Cinemax, long the tawdry, sex-obsessed younger brother of HBO, has chosen Strike Back as its first foray into original scripted programming. (The network has been airing something it picked up called Femme Fatales as well, but it’s seemed mildly embarrassed about it and is promoting Strike Back as its first original show.) And the differences between Strike Back and HBO’s programming reflect the differences between the channels’ aims. Where HBO has long wanted to be seen as somewhat cultured and refined, airing the “best” of Hollywood’s output, sports, documentaries, made-for-TV movies, miniseries, and some of the most acclaimed original programming ever produced, Cinemax has always been the home to the less acclaimed films in the HBO library, stuff well past its sell-by date, and soft-core porn. When you think “HBO,” it’s pretty easy to make the leap to shows like The Sopranos or Deadwood or even True Blood. All of those shows have a faint whiff of adult-themed quality, where the nudity and violence service the story, man.

So if you were going to think of a series meant to perfectly exemplify Cinemax, what, exactly, would you think of? Honestly, you don’t need to take part in this thought experiment, because Strike Back so perfectly exemplifies the answer that it would be silly to try. Where HBO wants to be respected and admired, Cinemax just wants to fuck shit up, and that means greenlighting an action series that’s never subtle about pushing your buttons in just the right ways. In every episode, you’re going to see somebody get their brains blown out and exciting gunfights. In every episode, you’re going to see some naked breasts. You’re going to see tough guys acting tough. You’re going to see classic action movie setups like secret missions and hostage crises. You’re going to see double-crosses and reversals and bad guys who reveal themselves at the last possible moment. There’s no contemplation of the meaning of life or down-time. This is just straightforward, meat-and-potatoes action TV.

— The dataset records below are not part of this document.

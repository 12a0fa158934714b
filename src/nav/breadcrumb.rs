//! Breadcrumb navigation state.

use crate::types::FolderEntry;

/// A lightweight folder reference held in the breadcrumb path.
///
/// Transient: reconstructed from server responses while navigating,
/// never persisted client-side.
#[derive(Debug, Clone, PartialEq, Eq)]
pub struct FolderRef {
    pub id: i64,
    pub name: String,
}

impl FolderRef {
    /// Create a new folder reference.
    pub fn new(id: i64, name: impl Into<String>) -> Self {
        Self {
            id,
            name: name.into(),
        }
    }
}

impl From<&FolderEntry> for FolderRef {
    fn from(folder: &FolderEntry) -> Self {
        Self {
            id: folder.id,
            name: folder.name.clone(),
        }
    }
}

/// Ordered ancestor chain from root to the currently viewed folder.
///
/// Invariant: the path is always a strict ancestor chain ending at the
/// current folder. Entering a folder already on the path truncates the
/// path back to that entry, so it never contains duplicates or a
/// folder visited out of order. Entering root clears it.
#[derive(Debug, Clone, Default)]
pub struct Breadcrumb {
    path: Vec<FolderRef>,
}

impl Breadcrumb {
    /// Create an empty breadcrumb (at root).
    pub fn new() -> Self {
        Self::default()
    }

    /// The ancestor chain, root-most first.
    pub fn entries(&self) -> &[FolderRef] {
        &self.path
    }

    /// True when positioned at root.
    pub fn is_empty(&self) -> bool {
        self.path.is_empty()
    }

    /// The currently viewed folder; `None` at root.
    pub fn current(&self) -> Option<&FolderRef> {
        self.path.last()
    }

    /// Identifier of the currently viewed folder; `None` at root.
    pub fn current_id(&self) -> Option<i64> {
        self.path.last().map(|f| f.id)
    }

    /// Return to root.
    pub fn clear(&mut self) {
        self.path.clear();
    }

    /// Apply the truncate-or-append rule for entering a folder.
    pub fn enter(&mut self, folder: FolderRef) {
        if let Some(pos) = self.path.iter().position(|f| f.id == folder.id) {
            self.path.truncate(pos + 1);
        } else {
            self.path.push(folder);
        }
    }
}

#[cfg(test)]
mod tests {
    use super::*;

    fn names(crumb: &Breadcrumb) -> Vec<&str> {
        crumb.entries().iter().map(|f| f.name.as_str()).collect()
    }

    #[test]
    fn test_drill_down_appends() {
        let mut crumb = Breadcrumb::new();
        crumb.enter(FolderRef::new(1, "a"));
        crumb.enter(FolderRef::new(2, "b"));
        crumb.enter(FolderRef::new(3, "c"));

        assert_eq!(names(&crumb), vec!["a", "b", "c"]);
        assert_eq!(crumb.current_id(), Some(3));
    }

    #[test]
    fn test_revisiting_ancestor_truncates() {
        let mut crumb = Breadcrumb::new();
        crumb.enter(FolderRef::new(1, "a"));
        crumb.enter(FolderRef::new(2, "b"));
        crumb.enter(FolderRef::new(3, "c"));

        crumb.enter(FolderRef::new(1, "a"));
        assert_eq!(names(&crumb), vec!["a"]);
        assert_eq!(crumb.current_id(), Some(1));
    }

    #[test]
    fn test_revisiting_current_is_stable() {
        let mut crumb = Breadcrumb::new();
        crumb.enter(FolderRef::new(1, "a"));
        crumb.enter(FolderRef::new(2, "b"));

        crumb.enter(FolderRef::new(2, "b"));
        assert_eq!(names(&crumb), vec!["a", "b"]);
    }

    #[test]
    fn test_clear_returns_to_root() {
        let mut crumb = Breadcrumb::new();
        crumb.enter(FolderRef::new(1, "a"));
        crumb.enter(FolderRef::new(2, "b"));

        crumb.clear();
        assert!(crumb.is_empty());
        assert_eq!(crumb.current_id(), None);
    }

    #[test]
    fn test_branching_after_truncation() {
        let mut crumb = Breadcrumb::new();
        crumb.enter(FolderRef::new(1, "a"));
        crumb.enter(FolderRef::new(2, "b"));
        crumb.enter(FolderRef::new(1, "a"));
        crumb.enter(FolderRef::new(4, "d"));

        assert_eq!(names(&crumb), vec!["a", "d"]);
    }

    #[test]
    fn test_path_stays_prefix_of_deepest_chain() {
        // Drill five levels deep, then take breadcrumb links back to
        // ancestors. After every jump the path must hold no duplicate
        // ids and must be a prefix of the deepest chain visited.
        let deepest = [1_i64, 2, 3, 4, 5];
        let mut crumb = Breadcrumb::new();
        for id in deepest {
            crumb.enter(FolderRef::new(id, format!("f{}", id)));
        }

        for jump in [4_i64, 4, 2, 1] {
            // Breadcrumb links only ever point at entries on the path.
            assert!(crumb.entries().iter().any(|f| f.id == jump));
            crumb.enter(FolderRef::new(jump, format!("f{}", jump)));

            let ids: Vec<i64> = crumb.entries().iter().map(|f| f.id).collect();
            let mut deduped = ids.clone();
            deduped.dedup();
            assert_eq!(ids, deduped, "path contains duplicates: {:?}", ids);
            assert!(
                deepest.starts_with(&ids),
                "path is not a prefix of the deepest chain: {:?}",
                ids
            );
            assert_eq!(crumb.current_id(), Some(jump));
        }
    }
}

The bulk of Strike Back follows British Sgt. Michael Stonebridge (played by Phillip Winchester, of Crusoe, Camelot, and a recurring role in Fringe, among other things) and American former military man Damien Scott (Sullivan Stapleton, probably best known for his work in indie film Animal Kingdom). The two form an odd couple that anyone who’s ever seen an action movie can predict in their sleep. Stonebridge is the straitlaced, do-everything-as-you’re-told guy out of the two, with the monogamous lifestyle, deference to authority, and desire to do the right thing and catch the bad guys that mark him as a hero for our troubled times. Scott is much more of a loose cannon, largely unable to keep it in his pants when he sees a beautiful woman and fond of just making shit up as he goes along, but he gets results, dammit. (What these two archetypes say about how the creative team behind the series sees the nations the two are from is anybody’s guess.) The two are the lone good cops remaining in a world gone to shit, tracking down terrorists and other international criminals via any means necessary.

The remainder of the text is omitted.